Several years ago I had both a '99 Forester and a '93 1/2 ton 4x4 truck (extended cab FWIW). That Forester was an amazing vehicle, and I felt better driving it in relatively deep snow than I did in the truck (only a Jeep ever felt better to me than that Subi, but that's another story). All around it was a solid, confidence inspiring "wagon".

I'm only guessing at this point, but it may be a little easier to load/unload bikes off the top of the Forester than the Element, if that's an option you're considering. If you're really set on hauling them inside, the Element seems to offer more flexibility for that. Both companies seem to pay attention to their product. Though I have an '06 Odyssey now, I'd have bought another Subaru if they made a true minivan...

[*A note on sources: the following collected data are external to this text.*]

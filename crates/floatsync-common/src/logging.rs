//! Logging configuration and subscriber initialisation.
//!
//! All binaries in the workspace log through `tracing`. Output goes to the
//! console, to a daily-rotated file, or both, in either text or JSON form.
//! Configuration is read from `LOG_*` environment variables or built with
//! [`LogConfig::builder`].
//!
//! Library code logs with structured fields rather than formatted strings:
//!
//! ```rust,ignore
//! info!(entity = %id, cycle = n, url = %url, "cycle persisted");
//! ```
//!
//! # Example
//!
//! ```no_run
//! use floatsync_common::logging::{init_logging, LogConfig, LogLevel};
//!
//! let config = LogConfig::builder()
//!     .level(LogLevel::Debug)
//!     .log_file_prefix("floatsync-ingest")
//!     .build();
//! let _guard = init_logging(&config).unwrap();
//! ```

use anyhow::{Context, Result};
use serde::{Deserialize, Serialize};
use std::path::PathBuf;
use tracing::Level;
use tracing_appender::non_blocking::WorkerGuard;
use tracing_subscriber::{
    fmt::{self, format::FmtSpan, MakeWriter},
    layer::SubscriberExt,
    util::SubscriberInitExt,
    EnvFilter, Layer, Registry,
};

#[derive(Debug, Clone, Copy, PartialEq, Eq, Serialize, Deserialize, Default)]
#[serde(rename_all = "lowercase")]
pub enum LogLevel {
    Trace,
    Debug,
    #[default]
    Info,
    Warn,
    Error,
}

impl LogLevel {
    pub fn to_tracing_level(self) -> Level {
        match self {
            LogLevel::Trace => Level::TRACE,
            LogLevel::Debug => Level::DEBUG,
            LogLevel::Info => Level::INFO,
            LogLevel::Warn => Level::WARN,
            LogLevel::Error => Level::ERROR,
        }
    }

    fn as_str(self) -> &'static str {
        match self {
            LogLevel::Trace => "trace",
            LogLevel::Debug => "debug",
            LogLevel::Info => "info",
            LogLevel::Warn => "warn",
            LogLevel::Error => "error",
        }
    }
}

impl std::str::FromStr for LogLevel {
    type Err = anyhow::Error;

    fn from_str(s: &str) -> std::result::Result<Self, Self::Err> {
        match s.to_lowercase().as_str() {
            "trace" => Ok(LogLevel::Trace),
            "debug" => Ok(LogLevel::Debug),
            "info" => Ok(LogLevel::Info),
            "warn" | "warning" => Ok(LogLevel::Warn),
            "error" => Ok(LogLevel::Error),
            _ => Err(anyhow::anyhow!("Invalid log level: {}", s)),
        }
    }
}

impl std::fmt::Display for LogLevel {
    fn fmt(&self, f: &mut std::fmt::Formatter<'_>) -> std::fmt::Result {
        f.write_str(self.as_str())
    }
}

/// Where log lines are written
#[derive(Debug, Clone, Copy, PartialEq, Eq, Serialize, Deserialize, Default)]
#[serde(rename_all = "lowercase")]
pub enum LogOutput {
    #[default]
    Console,
    File,
    Both,
}

impl LogOutput {
    fn console(self) -> bool {
        matches!(self, LogOutput::Console | LogOutput::Both)
    }

    fn file(self) -> bool {
        matches!(self, LogOutput::File | LogOutput::Both)
    }
}

impl std::str::FromStr for LogOutput {
    type Err = anyhow::Error;

    fn from_str(s: &str) -> std::result::Result<Self, Self::Err> {
        match s.to_lowercase().as_str() {
            "console" | "stdout" => Ok(LogOutput::Console),
            "file" => Ok(LogOutput::File),
            "both" | "all" => Ok(LogOutput::Both),
            _ => Err(anyhow::anyhow!("Invalid log output: {}", s)),
        }
    }
}

impl std::fmt::Display for LogOutput {
    fn fmt(&self, f: &mut std::fmt::Formatter<'_>) -> std::fmt::Result {
        match self {
            LogOutput::Console => write!(f, "console"),
            LogOutput::File => write!(f, "file"),
            LogOutput::Both => write!(f, "both"),
        }
    }
}

#[derive(Debug, Clone, Copy, PartialEq, Eq, Serialize, Deserialize, Default)]
#[serde(rename_all = "lowercase")]
pub enum LogFormat {
    #[default]
    Text,
    Json,
}

impl std::str::FromStr for LogFormat {
    type Err = anyhow::Error;

    fn from_str(s: &str) -> std::result::Result<Self, Self::Err> {
        match s.to_lowercase().as_str() {
            "text" | "pretty" => Ok(LogFormat::Text),
            "json" => Ok(LogFormat::Json),
            _ => Err(anyhow::anyhow!("Invalid log format: {}", s)),
        }
    }
}

impl std::fmt::Display for LogFormat {
    fn fmt(&self, f: &mut std::fmt::Formatter<'_>) -> std::fmt::Result {
        match self {
            LogFormat::Text => write!(f, "text"),
            LogFormat::Json => write!(f, "json"),
        }
    }
}

#[derive(Debug, Clone, Serialize, Deserialize)]
pub struct LogConfig {
    pub level: LogLevel,
    pub output: LogOutput,
    pub format: LogFormat,
    /// Directory for rotated log files, used when output includes a file
    pub log_dir: PathBuf,
    /// File name prefix, e.g. "floatsync-ingest" -> "floatsync-ingest.2025-01-18"
    pub log_file_prefix: String,
    /// Extra directives such as "sqlx=warn,reqwest=info"
    pub filter_directives: Option<String>,
    pub include_location: bool,
    pub include_thread_ids: bool,
    pub include_targets: bool,
}

impl Default for LogConfig {
    fn default() -> Self {
        Self {
            level: LogLevel::Info,
            output: LogOutput::Console,
            format: LogFormat::Text,
            log_dir: PathBuf::from("./logs"),
            log_file_prefix: "floatsync".to_string(),
            filter_directives: None,
            include_location: false,
            include_thread_ids: false,
            include_targets: true,
        }
    }
}

impl LogConfig {
    /// Load configuration from `LOG_LEVEL`, `LOG_OUTPUT`, `LOG_FORMAT`,
    /// `LOG_DIR`, `LOG_FILE_PREFIX`, `LOG_FILTER`, `LOG_INCLUDE_LOCATION`,
    /// `LOG_INCLUDE_THREAD_IDS` and `LOG_INCLUDE_TARGETS`.
    pub fn from_env() -> Result<Self> {
        Self::default().overlay_env()
    }

    /// Apply any `LOG_*` variables on top of `self`.
    pub fn overlay_env(mut self) -> Result<Self> {
        let var = |name: &str| std::env::var(name).ok();

        if let Some(level) = var("LOG_LEVEL") {
            self.level = level.parse()?;
        }
        if let Some(output) = var("LOG_OUTPUT") {
            self.output = output.parse()?;
        }
        if let Some(format) = var("LOG_FORMAT") {
            self.format = format.parse()?;
        }
        if let Some(dir) = var("LOG_DIR") {
            self.log_dir = PathBuf::from(dir);
        }
        if let Some(prefix) = var("LOG_FILE_PREFIX") {
            self.log_file_prefix = prefix;
        }
        if let Some(filter) = var("LOG_FILTER") {
            self.filter_directives = Some(filter);
        }
        if let Some(val) = var("LOG_INCLUDE_LOCATION") {
            self.include_location = val.parse().unwrap_or(false);
        }
        if let Some(val) = var("LOG_INCLUDE_THREAD_IDS") {
            self.include_thread_ids = val.parse().unwrap_or(false);
        }
        if let Some(val) = var("LOG_INCLUDE_TARGETS") {
            self.include_targets = val.parse().unwrap_or(true);
        }

        Ok(self)
    }

    pub fn builder() -> LogConfigBuilder {
        LogConfigBuilder::default()
    }

    fn env_filter(&self) -> Result<EnvFilter> {
        let mut filter =
            EnvFilter::from_default_env().add_directive(self.level.to_tracing_level().into());

        if let Some(ref directives) = self.filter_directives {
            for directive in directives.split(',').filter(|d| !d.trim().is_empty()) {
                filter = filter.add_directive(
                    directive
                        .trim()
                        .parse()
                        .with_context(|| format!("Failed to parse filter directive '{}'", directive))?,
                );
            }
        }

        Ok(filter)
    }
}

#[derive(Default)]
pub struct LogConfigBuilder {
    config: LogConfig,
}

impl LogConfigBuilder {
    pub fn level(mut self, level: LogLevel) -> Self {
        self.config.level = level;
        self
    }

    pub fn output(mut self, output: LogOutput) -> Self {
        self.config.output = output;
        self
    }

    pub fn format(mut self, format: LogFormat) -> Self {
        self.config.format = format;
        self
    }

    pub fn log_dir(mut self, dir: impl Into<PathBuf>) -> Self {
        self.config.log_dir = dir.into();
        self
    }

    pub fn log_file_prefix(mut self, prefix: impl Into<String>) -> Self {
        self.config.log_file_prefix = prefix.into();
        self
    }

    pub fn filter_directives(mut self, filter: impl Into<String>) -> Self {
        self.config.filter_directives = Some(filter.into());
        self
    }

    pub fn include_location(mut self, include: bool) -> Self {
        self.config.include_location = include;
        self
    }

    pub fn include_thread_ids(mut self, include: bool) -> Self {
        self.config.include_thread_ids = include;
        self
    }

    pub fn include_targets(mut self, include: bool) -> Self {
        self.config.include_targets = include;
        self
    }

    pub fn build(self) -> LogConfig {
        self.config
    }
}

/// Keeps the non-blocking file writer flushing. Hold it until exit.
#[must_use = "dropping the guard stops file logging"]
pub struct LoggingGuard {
    _file: Option<WorkerGuard>,
}

type BoxedLayer = Box<dyn Layer<Registry> + Send + Sync + 'static>;

fn fmt_layer<W>(config: &LogConfig, writer: W, ansi: bool) -> BoxedLayer
where
    W: for<'w> MakeWriter<'w> + Send + Sync + 'static,
{
    let layer = fmt::layer()
        .with_writer(writer)
        .with_ansi(ansi)
        .with_target(config.include_targets)
        .with_thread_ids(config.include_thread_ids)
        .with_file(config.include_location)
        .with_line_number(config.include_location)
        .with_span_events(FmtSpan::CLOSE);

    match config.format {
        LogFormat::Text => layer.boxed(),
        LogFormat::Json => layer.json().boxed(),
    }
}

/// Install the global subscriber. Call once at start-up.
pub fn init_logging(config: &LogConfig) -> Result<LoggingGuard> {
    let filter = config.env_filter()?;
    let mut layers: Vec<BoxedLayer> = Vec::new();
    let mut file_guard = None;

    if config.output.console() {
        layers.push(fmt_layer(config, std::io::stdout, true));
    }

    if config.output.file() {
        std::fs::create_dir_all(&config.log_dir).with_context(|| {
            format!("Failed to create log directory {}", config.log_dir.display())
        })?;
        let appender = tracing_appender::rolling::daily(&config.log_dir, &config.log_file_prefix);
        let (writer, guard) = tracing_appender::non_blocking(appender);
        layers.push(fmt_layer(config, writer, false));
        file_guard = Some(guard);
    }

    tracing_subscriber::registry()
        .with(layers)
        .with(filter)
        .try_init()
        .context("Failed to install tracing subscriber")?;

    Ok(LoggingGuard { _file: file_guard })
}

#[cfg(test)]
#[allow(clippy::unwrap_used, clippy::expect_used)]
mod tests {
    use super::*;

    #[test]
    fn test_log_level_from_str() {
        assert_eq!("trace".parse::<LogLevel>().unwrap(), LogLevel::Trace);
        assert_eq!("DEBUG".parse::<LogLevel>().unwrap(), LogLevel::Debug);
        assert_eq!("Warning".parse::<LogLevel>().unwrap(), LogLevel::Warn);
        assert!("loud".parse::<LogLevel>().is_err());
        assert_eq!(LogLevel::Error.to_string(), "error");
    }

    #[test]
    fn test_log_output_targets() {
        let both: LogOutput = "all".parse().unwrap();
        assert!(both.console() && both.file());
        assert!(!LogOutput::Console.file());
        assert!(!LogOutput::File.console());
        assert!("syslog".parse::<LogOutput>().is_err());
    }

    #[test]
    fn test_log_format_from_str() {
        assert_eq!("pretty".parse::<LogFormat>().unwrap(), LogFormat::Text);
        assert_eq!("JSON".parse::<LogFormat>().unwrap(), LogFormat::Json);
        assert!("xml".parse::<LogFormat>().is_err());
    }

    #[test]
    fn test_config_builder() {
        let config = LogConfig::builder()
            .level(LogLevel::Debug)
            .output(LogOutput::Both)
            .format(LogFormat::Json)
            .log_dir("/var/log/floatsync")
            .log_file_prefix("ingest")
            .filter_directives("sqlx=warn")
            .build();

        assert_eq!(config.level, LogLevel::Debug);
        assert_eq!(config.output, LogOutput::Both);
        assert_eq!(config.format, LogFormat::Json);
        assert_eq!(config.log_dir, PathBuf::from("/var/log/floatsync"));
        assert_eq!(config.log_file_prefix, "ingest");
        assert_eq!(config.filter_directives.as_deref(), Some("sqlx=warn"));
    }

    #[test]
    fn test_bad_filter_directive_is_rejected() {
        let config = LogConfig::builder()
            .filter_directives("sqlx=warn,reqwest=notalevel")
            .build();
        assert!(config.env_filter().is_err());
    }
}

Ultimately it boils down to what you want in a car - in addition to hauling the bikes. Don't forget you still have to drive this thing on a regular basis. If you're right foot tends to be on the heavy side, the Foresters sure are fun to drive... 

Good luck!


----------



## johneracer (Mar 23, 2006)

Why dont you get an outback? It is bigger than forester and same features. Put the seats down and take the front wheel off, and it fits in the back perfect


----------



## meloh1 (Jan 13, 2004)

Thanks for all the advice and comments. In the end the awd Element just spoke to me. I can get two bikes with both wheels on inside with one rear seat removed or three with front wheels removed. I've got two dogs and I hunt and fish. The waterproof seats and mop out interior will be really nice. I've had it with dog hair stuck in the carpet and upholstery so deep you spend hours with a vacuum and still don't get it out. It's reliable, fuel efficient (21/24, Forester is 21/25) and I got a really good deal on a used 2004 with 22,500 miles. It just fits my needs and demands the best.


----------



## HikerXJ (Apr 18, 2006)

meloh1 said:


> Thanks for all the advice and comments. In the end the awd Element just spoke to me. I can get two bikes with both wheels on inside with one rear seat removed or three with front wheels removed. I've got two dogs and I hunt and fish. The waterproof seats and mop out interior will be really nice. I've had it with dog hair stuck in the carpet and upholstery so deep you spend hours with a vacuum and still don't get it out. It's reliable, fuel efficient (21/24, Forester is 21/25) and I got a really good deal on a used 2004 with 22,500 miles. It just fits my needs and demands the best.


Congrats, and enjoy it! :thumbsup:


----------